なぜ湖底に?日本で初発見の「水中遺跡」 長年論争が続く謎に迫ったボーリング調査、見えてきたのは縄文時代の諏訪湖の姿
■「曽根遺跡」の解明へ堆積物を調査
諏訪市の諏訪湖底にあり、日本で最初に発見された水中遺跡の「曽根遺跡」について、縄文時代中期から後期にかけての約千年間にわたって地上に露出していた区域があったとみられることが、新潟大理学部の葉田野希(のぞみ)准教授(前長野県環境保全研究所技師)らの研究グループによる湖底の堆積物の調査で分かった。諏訪湖の水位の変動が要因とみられる。 【写真】諏訪湖の湖底から採取した堆積物。諏訪湖の水位は、後期旧石器時代などを含め比較的短期間で上下を繰り返していたとみられるという
同遺跡が水中にある理由を巡っては、地上にあった遺跡が地滑りで湖に流入したとの説もあるが、今回の調査では、地滑りによる地層の乱れは確認できず、考古学関係者らからは、地上にあった同遺跡が湖の水位上昇により水没した―との説の実証につながる発見との見方が出ている。

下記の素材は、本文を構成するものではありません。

//! Peer-to-peer property-financing loan.
//!
//! One contract instance per financed property: it collects a refundable
//! stake from the borrower, raises pooled funds from whitelisted investors,
//! gates disbursement behind a two-party document signature and then runs a
//! periodic amortizing repayment schedule with an insurance buffer. The
//! fractional ownership of the backing property moves to the borrower in
//! proportion to the amortized principal.

use crate::error::LoanError;
use crate::investment;
use crate::payment::{self, StakeIntake};
use crate::signature;
use crate::state;
use crate::storage_types::{
    DocumentSignature, Investment, LoanLedger, LoanTerms, Status, RATIO, STAKE_PERIOD,
};
use soroban_sdk::{contract, contractimpl, panic_with_error, token, Address, BytesN, Env};

#[contract]
pub struct Loan;

#[contractimpl]
impl Loan {
    pub fn initialize(e: Env, terms: LoanTerms) {
        if state::is_initialized(&e) {
            panic_with_error!(&e, LoanError::AlreadyInitialized);
        }
        if terms.target_amount <= 0
            || terms.payment_amount <= 0
            || terms.property_shares <= 0
            || terms.total_payments == 0
            || terms.insured_payments > terms.total_payments
            || terms.local_node_fee < 0
            || terms.platform_fee < 0
            || terms.per_payment_interest_ratio < 0
            || terms.per_payment_interest_ratio >= RATIO
            || terms.downpayment_ratio < 0
            || terms.downpayment_ratio >= RATIO
            || terms.payment_amount * terms.insured_payments as i128 > terms.target_amount
            || terms.target_amount * terms.per_payment_interest_ratio / RATIO
                >= terms.payment_amount
        {
            panic_with_error!(&e, LoanError::InvalidTerms);
        }
        state::write_terms(&e, &terms);
        state::write_status(&e, Status::AwaitingStake);
        state::write_ledger(
            &e,
            &LoanLedger {
                invested_amount: 0,
                extra_amount: 0,
                amortized_amount: 0,
                transferred_tokens: 0,
                times_paid: 0,
                times_default: 0,
                next_payment: 0,
                stake_deadline: e.ledger().timestamp() + STAKE_PERIOD,
                funding_deadline: 0,
                signing_deadline: 0,
                stake_received: false,
            },
        );
    }

    /// Stake intake authorized directly by the borrower.
    pub fn send_initial_stake(e: Env, from: Address, amount: i128) {
        from.require_auth();
        payment::receive_stake(&e, from, amount, StakeIntake::Direct);
    }

    /// Stake intake pulled through a token allowance the borrower granted
    /// to this contract beforehand; callable by anyone.
    pub fn send_initial_stake_from(e: Env, from: Address, amount: i128) {
        payment::receive_stake(&e, from, amount, StakeIntake::Allowance);
    }

    pub fn invest(e: Env, investor: Address, amount: i128) {
        investor.require_auth();
        investment::invest(&e, investor, amount);
    }

    pub fn collect_investment(e: Env, investor: Address) {
        investor.require_auth();
        investment::collect_investment(&e, investor);
    }

    pub fn submit_document_hash(e: Env, caller: Address, hash: BytesN<32>) {
        caller.require_auth();
        signature::submit_document_hash(&e, caller, hash);
    }

    /// The signature itself is the proof of intent, so no authorization is
    /// required on top of its verification.
    pub fn sign_document(e: Env, signer: Address, sig: DocumentSignature) {
        signature::sign_document(&e, signer, sig);
    }

    pub fn abort(e: Env, caller: Address) {
        caller.require_auth();
        investment::abort(&e, caller);
    }

    pub fn collect_all_funds(e: Env, caller: Address) {
        caller.require_auth();
        let terms = state::read_terms(&e);
        if caller != terms.local_node {
            panic_with_error!(&e, LoanError::NotLocalNode);
        }
        payment::release_funds(&e);
    }

    pub fn pay(e: Env, from: Address, amount: i128) {
        from.require_auth();
        payment::pay(&e, from, amount);
    }

    pub fn collect_earnings(e: Env, investor: Address) {
        investor.require_auth();
        investment::collect_earnings(&e, investor);
    }

    pub fn collect_property(e: Env, investor: Address) {
        investor.require_auth();
        investment::collect_property(&e, investor);
    }

    /// Permissionless heartbeat: applies any deadline that expired since the
    /// last call. Safe to invoke redundantly.
    pub fn update(e: Env) {
        let status = state::read_status(&e);
        let ledger = state::read_ledger(&e);
        let now = e.ledger().timestamp();
        match status {
            Status::AwaitingStake => {
                if ledger.stake_deadline != 0 && now > ledger.stake_deadline {
                    investment::mark_uncompleted(&e);
                }
            }
            Status::Funding => {
                if ledger.funding_deadline != 0 && now > ledger.funding_deadline {
                    investment::mark_uncompleted(&e);
                }
            }
            Status::AwaitingSignatures => {
                if ledger.signing_deadline != 0 && now > ledger.signing_deadline {
                    investment::mark_uncompleted(&e);
                }
            }
            Status::Active | Status::Default => payment::check_missed_payment(&e),
            _ => {}
        }
    }

    pub fn status(e: Env) -> Status {
        state::read_status(&e)
    }

    pub fn terms(e: Env) -> LoanTerms {
        state::read_terms(&e)
    }

    pub fn invested_amount(e: Env) -> i128 {
        state::read_ledger(&e).invested_amount
    }

    pub fn extra_amount(e: Env) -> i128 {
        state::read_ledger(&e).extra_amount
    }

    pub fn investment(e: Env, investor: Address) -> Investment {
        state::read_investment(&e, &investor)
    }

    pub fn investment_ratio(e: Env, investor: Address) -> i128 {
        investment::investment_ratio(&e, &investor)
    }

    pub fn times_paid(e: Env) -> u32 {
        state::read_ledger(&e).times_paid
    }

    pub fn times_default(e: Env) -> u32 {
        state::read_ledger(&e).times_default
    }

    pub fn amortized_amount(e: Env) -> i128 {
        state::read_ledger(&e).amortized_amount
    }

    pub fn remaining_principal(e: Env) -> i128 {
        let terms = state::read_terms(&e);
        terms.target_amount - state::read_ledger(&e).amortized_amount
    }

    pub fn transferred_tokens(e: Env) -> i128 {
        state::read_ledger(&e).transferred_tokens
    }

    pub fn next_payment(e: Env) -> u64 {
        state::read_ledger(&e).next_payment
    }

    pub fn stake_deadline(e: Env) -> u64 {
        state::read_ledger(&e).stake_deadline
    }

    pub fn funding_deadline(e: Env) -> u64 {
        state::read_ledger(&e).funding_deadline
    }

    pub fn signing_deadline(e: Env) -> u64 {
        state::read_ledger(&e).signing_deadline
    }

    pub fn document_hash(e: Env) -> Option<BytesN<32>> {
        state::read_document_hash(&e)
    }

    pub fn property_share_balance(e: Env, addr: Address) -> i128 {
        let terms = state::read_terms(&e);
        token::Client::new(&e, &terms.property_token).balance(&addr)
    }
}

研究グループは昨年10月、同遺跡を巡る地質学的な調査としては初となるボーリング調査を実施。湖に流入する千本木川河口(諏訪市湖岸通り)の南西約300メートル、水深約2メートルの地点で約2・6メートル分の地層を採取した。遺物が多く出た場所からはやや離れた場所という。堆積物は放射性炭素年代測定や蛍光エックス線分析を用いて調べた。
■水位が上下、縄文期の1000年は地上に露出?
着目したのは、水中の植物プランクトンの量と比例する二酸化ケイ素の濃度。縄文時代中期以降の層で上下を繰り返していたことなどから、一帯は水没と地上への露出を繰り返していたと推測。堆積物の放射性炭素年代測定の結果、地上に露出していたのは約4200年前の縄文中期から約3200年前の縄文後期にかけての約千年間だったことも判明した。葉田野准教授によると、水位が上下した背景には降水量の増減や、流入河川の水量の変動が考えられるという。
同遺跡は後期旧石器時代から縄文時代草創期にかけてのものとされてきた。今回採取した地層はより新しい年代に堆積したものだが、葉田野准教授によると、諏訪湖の水位は、後期旧石器時代などを含め、比較的短期間で上下を繰り返していたとみられる。
■「地滑りの痕跡見られず」
葉田野准教授は「(遺跡)全体状況を把握するには、別の場所の堆積物も調べるなどさらなる調査が必要」とした上で、「採取した堆積物の状況を見る限り、地滑りをうかがわせる痕跡はみられなかった」とする。「今後は遺跡のより中心に近い地点で堆積物を採取し、地質の解明を進めたい」と話している。